Scared but delighted, the locked-out Negro children of Virginia's Prince Edward County resumed their education last week in four public schools leased by the Prince Edward Free School Association. And right there among them, his white face conspicuous in a sea of black ones, was a 6-ft., 180-lb. boy of 17 named Richard Moss—the single nonconformist who deliberately chose to go to school with 1,500 Negroes.

Dickie's inspiration comes from his father, Dean Gordon Moss of Longwood College in Farmville, the county seat. For four lonely years, in letters, speeches and interviews, Dean Moss has urged his fellow citizens to reopen public schools.

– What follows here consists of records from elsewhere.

//! Direct3D 9 shader bytecode compiler.
//!
//! Translates vertex and pixel shader token streams for shader models 1.x through 3.0 into WGSL
//! source, together with the reflection data a renderer needs to bind the result: literal
//! constants, uniform arrays, samplers, and semantically tagged inputs and outputs.
//!
//! Compilation never aborts early. Every problem is appended to [`CompileResult::diagnostics`];
//! the generated source must not be used unless [`CompileResult::is_ok`] returns `true`.

mod buffer;
mod compile;
mod context;
mod ctab;
mod diagnostics;
mod emit;
mod limits;
mod opcode;
mod reflect;
mod token;
pub mod types;
mod validate;

use std::collections::BTreeMap;

pub use buffer::DEFAULT_BLOCK_SIZE;
pub use compile::{compile, compile_unsized};
pub use ctab::{RegisterSet, Symbol};
pub use diagnostics::{Diagnostic, DiagnosticPosition, ErrorCategory, ShaderError};
pub use emit::Profile;
pub use reflect::{AttributeInfo, ConstantInfo, SamplerInfo, UniformInfo};
pub use types::{
    LiteralValue, Register, RegisterKind, ShaderStage, ShaderVersion, TextureType, Usage,
};

/// Knobs for one compile.
#[derive(Debug, Clone, PartialEq, Eq)]
pub struct CompileOptions {
    pub profile: Profile,
    /// Texture shapes forced per sampler index, taking precedence over `dcl` declarations.
    pub sampler_map: BTreeMap<u32, TextureType>,
    /// Bit `n` set makes sampler `n` emit depth-comparison sampling.
    pub shadow_samplers: u32,
    /// Shift clip-space positions by half a pixel to emulate the D3D9 rasterization rules.
    pub half_pixel_center: bool,
    pub buffer_block_size: usize,
}

impl Default for CompileOptions {
    fn default() -> Self {
        Self {
            profile: Profile::default(),
            sampler_map: BTreeMap::new(),
            shadow_samplers: 0,
            half_pixel_center: false,
            buffer_block_size: DEFAULT_BLOCK_SIZE,
        }
    }
}

#[derive(Debug, Clone, PartialEq)]
pub struct CompileResult {
    /// `None` when the stream was rejected before a version token could be read.
    pub version: Option<ShaderVersion>,
    pub profile: Profile,
    /// Empty when no version token was decoded.
    pub entry_point: &'static str,
    pub source: String,
    /// Estimated instruction slots.
    pub instruction_count: u32,
    pub constants: Vec<ConstantInfo>,
    pub uniforms: Vec<UniformInfo>,
    pub samplers: Vec<SamplerInfo>,
    pub attributes: Vec<AttributeInfo>,
    pub outputs: Vec<AttributeInfo>,
    /// Entries of an embedded `CTAB` constant table.
    pub symbols: Vec<Symbol>,
    pub diagnostics: Vec<Diagnostic>,
}

impl CompileResult {
    /// Result for a stream rejected before its version token was decoded.
    pub(crate) fn rejected(profile: Profile, diagnostics: diagnostics::Diagnostics) -> Self {
        Self {
            version: None,
            profile,
            entry_point: "",
            source: String::new(),
            instruction_count: 0,
            constants: Vec::new(),
            uniforms: Vec::new(),
            samplers: Vec::new(),
            attributes: Vec::new(),
            outputs: Vec::new(),
            symbols: Vec::new(),
            diagnostics: diagnostics.into_vec(),
        }
    }

    /// `true` when no diagnostic was recorded.
    pub fn is_ok(&self) -> bool {
        self.diagnostics.is_empty()
    }

    pub fn source_len(&self) -> usize {
        self.source.len()
    }

    pub fn stage(&self) -> Option<ShaderStage> {
        self.version.map(|v| v.stage)
    }
}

He has been snubbed, ostracized, threatened—all to his son's increasing admiration. Sent earlier to school outside the county, Dickie is putting in his senior year at the free high school for a simple reason: "This was something I could do for my father. He has fought this battle fof a long time."

Dickie will hardly suffer academically. The free school, which is still passing the hat to pay for its year-long $1,000,000 crash program, is nongraded and amply supplied with teachers. It has a well-qualified school superintendent, Neil V. Sullivan, who is on leave from heading the schools of East Williston, Long Island. Because Dickie is far ahead of many of the Negro 17-year-olds, his father expects him to get "darn near tutorial education."

He is also getting a warm welcome. "We heard about you, but we didn't think you'd come," said one Negro boy. What Dickie is not getting is white sympathy. Hecklers razz him: "You gonna keep going to school with those niggers?" His father got an anonymous letter: "Don't you know what happened in Atlanta? Do you want a Charlayne Hunter in your family?"

Dickie Moss's example was supposed to encourage other white children, now mostly paying tuition of $240 to $265 at all-white private schools, to go to the free schools. None did out of principle, but Dickie was joined by three white students who are the children of poor farmers. One is a girl of seven, another a boy of eight. The third is Brenda Abernathy, 16, who lives in a tumbledown shack. Her ordeal, rising out of the poverty of her father, is tougher than Dickie's, but Superintendent Sullivan was heartened by her presence, however reluctant. Said he in his opening prayer: "We ask you to bless the students and to encourage them to take advantage of an opportunity denied them for four years —one which, we pray, will never again be denied an American child."